Exercise aim: The entries below contain a stretch that opens with the line containing "self.login.split('@').next().unwrap_or_default()" and closes with the line containing "pub const LEAD_NAME_RULE: &str"; set down that stretch exactly, both ends included, and nothing else.

Supplied entries:
########################################

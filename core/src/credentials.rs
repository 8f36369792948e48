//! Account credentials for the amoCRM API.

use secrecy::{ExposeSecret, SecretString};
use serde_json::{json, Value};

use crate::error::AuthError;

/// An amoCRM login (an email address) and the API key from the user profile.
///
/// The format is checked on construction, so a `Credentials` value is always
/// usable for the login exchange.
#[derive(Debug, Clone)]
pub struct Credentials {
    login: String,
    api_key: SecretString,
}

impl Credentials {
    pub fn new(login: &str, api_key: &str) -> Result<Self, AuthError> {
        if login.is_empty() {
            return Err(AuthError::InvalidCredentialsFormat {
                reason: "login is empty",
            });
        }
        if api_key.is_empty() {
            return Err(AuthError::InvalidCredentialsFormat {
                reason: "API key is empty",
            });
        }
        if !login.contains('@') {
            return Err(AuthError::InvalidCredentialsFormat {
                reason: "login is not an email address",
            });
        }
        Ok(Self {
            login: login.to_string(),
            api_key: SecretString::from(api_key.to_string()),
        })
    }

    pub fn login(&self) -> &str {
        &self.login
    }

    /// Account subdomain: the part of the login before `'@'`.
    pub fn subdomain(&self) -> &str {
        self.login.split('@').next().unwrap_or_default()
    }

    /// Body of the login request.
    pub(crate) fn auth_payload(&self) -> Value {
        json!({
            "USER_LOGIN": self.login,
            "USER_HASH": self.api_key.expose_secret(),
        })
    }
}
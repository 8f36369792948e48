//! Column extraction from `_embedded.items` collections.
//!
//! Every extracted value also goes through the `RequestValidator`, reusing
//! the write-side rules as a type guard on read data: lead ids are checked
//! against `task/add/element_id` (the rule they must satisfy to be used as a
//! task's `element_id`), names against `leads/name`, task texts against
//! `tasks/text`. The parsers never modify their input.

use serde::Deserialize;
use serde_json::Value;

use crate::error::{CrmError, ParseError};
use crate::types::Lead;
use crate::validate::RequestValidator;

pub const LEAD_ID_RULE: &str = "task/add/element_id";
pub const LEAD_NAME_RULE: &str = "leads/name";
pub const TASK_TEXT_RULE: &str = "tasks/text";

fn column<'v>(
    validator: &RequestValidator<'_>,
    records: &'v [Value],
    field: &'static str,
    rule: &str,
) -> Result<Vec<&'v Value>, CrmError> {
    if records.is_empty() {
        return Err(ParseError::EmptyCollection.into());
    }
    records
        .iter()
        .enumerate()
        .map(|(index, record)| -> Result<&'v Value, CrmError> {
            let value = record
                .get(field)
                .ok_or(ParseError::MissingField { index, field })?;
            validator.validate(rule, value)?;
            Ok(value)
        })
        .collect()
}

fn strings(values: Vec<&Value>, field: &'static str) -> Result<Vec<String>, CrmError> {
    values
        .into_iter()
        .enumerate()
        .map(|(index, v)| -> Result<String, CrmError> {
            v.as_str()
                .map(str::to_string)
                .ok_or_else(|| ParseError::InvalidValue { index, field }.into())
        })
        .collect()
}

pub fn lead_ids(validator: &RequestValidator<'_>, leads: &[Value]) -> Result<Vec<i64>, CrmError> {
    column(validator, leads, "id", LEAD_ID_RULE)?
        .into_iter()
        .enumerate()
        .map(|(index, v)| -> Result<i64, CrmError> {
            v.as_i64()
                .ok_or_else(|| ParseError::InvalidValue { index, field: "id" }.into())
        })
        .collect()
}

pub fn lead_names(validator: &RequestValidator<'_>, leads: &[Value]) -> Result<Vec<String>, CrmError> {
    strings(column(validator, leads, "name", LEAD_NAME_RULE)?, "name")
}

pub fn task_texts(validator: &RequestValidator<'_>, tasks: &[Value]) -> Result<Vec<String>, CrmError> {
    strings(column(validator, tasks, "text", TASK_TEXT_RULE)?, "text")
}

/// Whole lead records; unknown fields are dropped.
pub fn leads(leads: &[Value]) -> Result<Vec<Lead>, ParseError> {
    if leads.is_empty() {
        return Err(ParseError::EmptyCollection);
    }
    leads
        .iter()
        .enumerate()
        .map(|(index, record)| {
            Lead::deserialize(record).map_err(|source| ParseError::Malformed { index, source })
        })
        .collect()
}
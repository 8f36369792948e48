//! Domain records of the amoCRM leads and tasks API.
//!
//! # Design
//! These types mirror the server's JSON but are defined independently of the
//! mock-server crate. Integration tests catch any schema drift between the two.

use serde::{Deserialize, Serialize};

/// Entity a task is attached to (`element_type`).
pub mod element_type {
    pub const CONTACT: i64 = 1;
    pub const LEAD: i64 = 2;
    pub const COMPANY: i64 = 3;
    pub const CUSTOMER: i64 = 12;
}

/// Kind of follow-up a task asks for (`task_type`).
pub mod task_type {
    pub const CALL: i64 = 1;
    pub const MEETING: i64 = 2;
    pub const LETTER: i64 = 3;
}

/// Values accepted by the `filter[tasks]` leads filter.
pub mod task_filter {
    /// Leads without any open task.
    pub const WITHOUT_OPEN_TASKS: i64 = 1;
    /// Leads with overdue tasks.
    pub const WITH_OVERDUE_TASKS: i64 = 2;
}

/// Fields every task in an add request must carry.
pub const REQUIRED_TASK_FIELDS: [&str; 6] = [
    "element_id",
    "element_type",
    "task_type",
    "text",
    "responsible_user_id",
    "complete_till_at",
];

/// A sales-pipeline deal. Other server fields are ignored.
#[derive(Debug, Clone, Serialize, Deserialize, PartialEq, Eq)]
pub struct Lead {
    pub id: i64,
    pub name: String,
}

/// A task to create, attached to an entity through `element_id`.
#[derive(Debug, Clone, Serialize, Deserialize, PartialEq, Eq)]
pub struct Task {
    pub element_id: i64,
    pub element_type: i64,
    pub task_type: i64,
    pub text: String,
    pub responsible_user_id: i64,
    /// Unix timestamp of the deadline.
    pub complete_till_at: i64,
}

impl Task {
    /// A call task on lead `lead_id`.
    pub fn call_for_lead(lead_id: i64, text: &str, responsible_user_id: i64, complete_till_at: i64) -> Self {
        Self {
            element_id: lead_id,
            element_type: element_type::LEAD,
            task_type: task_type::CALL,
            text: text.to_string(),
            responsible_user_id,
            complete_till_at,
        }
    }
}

########################################

Task solution:
        self.login.split('@').next().unwrap_or_default()
    }

    /// Body of the login request.
    pub(crate) fn auth_payload(&self) -> Value {
        json!({
            "USER_LOGIN": self.login,
            "USER_HASH": self.api_key.expose_secret(),
        })
    }
}
repository 8f36369792948e48
//! Column extraction from `_embedded.items` collections.
//!
//! Every extracted value also goes through the `RequestValidator`, reusing
//! the write-side rules as a type guard on read data: lead ids are checked
//! against `task/add/element_id` (the rule they must satisfy to be used as a
//! task's `element_id`), names against `leads/name`, task texts against
//! `tasks/text`. The parsers never modify their input.

use serde::Deserialize;
use serde_json::Value;

use crate::error::{CrmError, ParseError};
use crate::types::Lead;
use crate::validate::RequestValidator;

pub const LEAD_ID_RULE: &str = "task/add/element_id";
pub const LEAD_NAME_RULE: &str = "leads/name";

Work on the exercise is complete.